Attenuation by l-thyroxine of oxidant-induced gut epithelial damage

Document Type : Original Article


1 Department of Physiology, School of Medicine, Shiraz University of Medical Sciences, Shiraz, Iran

2 Department of Microbiology & virology, School of Medicine, Shiraz University of Medical Sciences, Shiraz, Iran


Objective(s): Severe injuries are often associated with tissue hypothyroidism, elevated damaging mediators in circulation, and broken gut epithelial barrier.  However, the relationships between the hypothyroid state and gut epithelial damage are largely unknown.  Therefore, in this study, we investigated the effects of L-thyroxine (T4) on in vitro models of intact and compromised gut epithelium.
Materials and Methods: Gut epithelium equivalent was generated by cultivation of IEC-18 rat intestinal epithelial cells into transwell inserts. Confluent cultures were then compromised by scratching or H2O2 and traumatized rat sera (TUR sera) treatments.  Macromolecules permeation and transepithelial electrical resistance (TEER) were evaluated by conventional methods. Morphology and scratch wound closure were assessed microscopically.
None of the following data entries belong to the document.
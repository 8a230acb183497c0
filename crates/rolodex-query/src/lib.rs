//! Typed query/mutation surface for Rolodex.
//!
//! A single `POST /query` endpoint accepts a [`Document`] naming one
//! operation and its variables, and answers with a `data`/`errors` envelope.
//! The transport status is always 200; failures are reported in `errors`
//! with their category in `extensions.code`.
//!
//! | Operation      | Variables                          | `data` key     |
//! |----------------|------------------------------------|----------------|
//! | `person`       | `id`, `ifNoneMatch?`               | `person`       |
//! | `people`       | `limit?`, `offset?`, `ifNoneMatch?`| `people`       |
//! | `createPerson` | `input`                            | `createPerson` |
//! | `updatePerson` | `id`, `input`                      | `updatePerson` |
//! | `deletePerson` | `id`                               | `deletePerson` |

pub mod document;
pub mod error;
pub mod handlers;
pub mod response;

pub use document::Document;
pub use error::Error;
pub use response::Answer;

use axum::{
  Json,
  Router,
  extract::{State, rejection::JsonRejection},
  response::{IntoResponse, Response},
  routing::post,
};
use rolodex_core::{directory::Directory, store::PersonStore};

use handlers::{create, delete, people, person, update};

/// Build the `/query` router for `directory`.
pub fn query_router<S>(directory: Directory<S>) -> Router<()>
where
  S: PersonStore + 'static,
{
  Router::new()
    .route("/query", post(execute::<S>))
    .with_state(directory)
}

async fn execute<S>(
  State(directory): State<Directory<S>>,
  body: Result<Json<Document>, JsonRejection>,
) -> Response
where
  S: PersonStore + 'static,
{
  let doc = match body {
    Ok(Json(doc)) => doc,
    Err(rejection) => return Error::from(rejection).into_response(),
  };
  run(&directory, &doc).await.into_response()
}

/// Execute one document against `directory`.
pub async fn run<S: PersonStore>(
  directory: &Directory<S>,
  doc: &Document,
) -> Result<Answer, Error> {
  tracing::debug!(operation = %doc.operation, "executing query document");
  match doc.operation.as_str() {
    "person" => person::handle(directory, doc).await,
    "people" => people::handle(directory, doc).await,
    "createPerson" => create::handle(directory, doc).await,
    "updatePerson" => update::handle(directory, doc).await,
    "deletePerson" => delete::handle(directory, doc).await,
    other => Err(Error::UnknownOperation(other.to_string())),
  }
}

// ─── Integration tests ────────────────────────────────────────────────────────
use rolodex_core::{directory::Directory, store::PersonStore};
use serde_json::Value;

use crate::{
  document::{DeleteVars, Document},
  error::Error,
  response::Answer,
};

/// Answers `true`; a missing person surfaces as a `NOT_FOUND` error.
pub async fn handle<S: PersonStore>(
  directory: &Directory<S>,
  doc: &Document,
) -> Result<Answer, Error> {
  let DeleteVars { id } = doc.variables()?;
  directory.delete(&id).await?;
  Ok(Answer::plain("deletePerson", Value::Bool(true)))
}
Cell viability/proliferation was assessed by MTT assay.
Results: Both H2O2 and TUR sera induced marked yet different types of epithelial disintegration.  While H2O2 significantly increased and decreased probe permeation and TEER, respectively, TUR sera was ineffective.  Cultures treated with normal rat sera (sham sera) exhibited morphology, probe permeation, and TEER comparable to those of control cultures.  Presence of T4 attenuated the H2O2-induced but not TUR sera-induced damages. T4 treatment accelerated, albeit marginally, wound closure but had virtually no effects on cell viability/proliferation.  
Conclusion: These data suggest that different mechanisms are involved in oxidant- and trauma-induced gut epithelial barrier breakdown.  Besides, they show that T4 markedly attenuates oxidant-induced gut epithelial damage.  Accordingly, one may also conclude that tissue hypothyroidism does not contribute to trauma-induced gut barrier breakdown.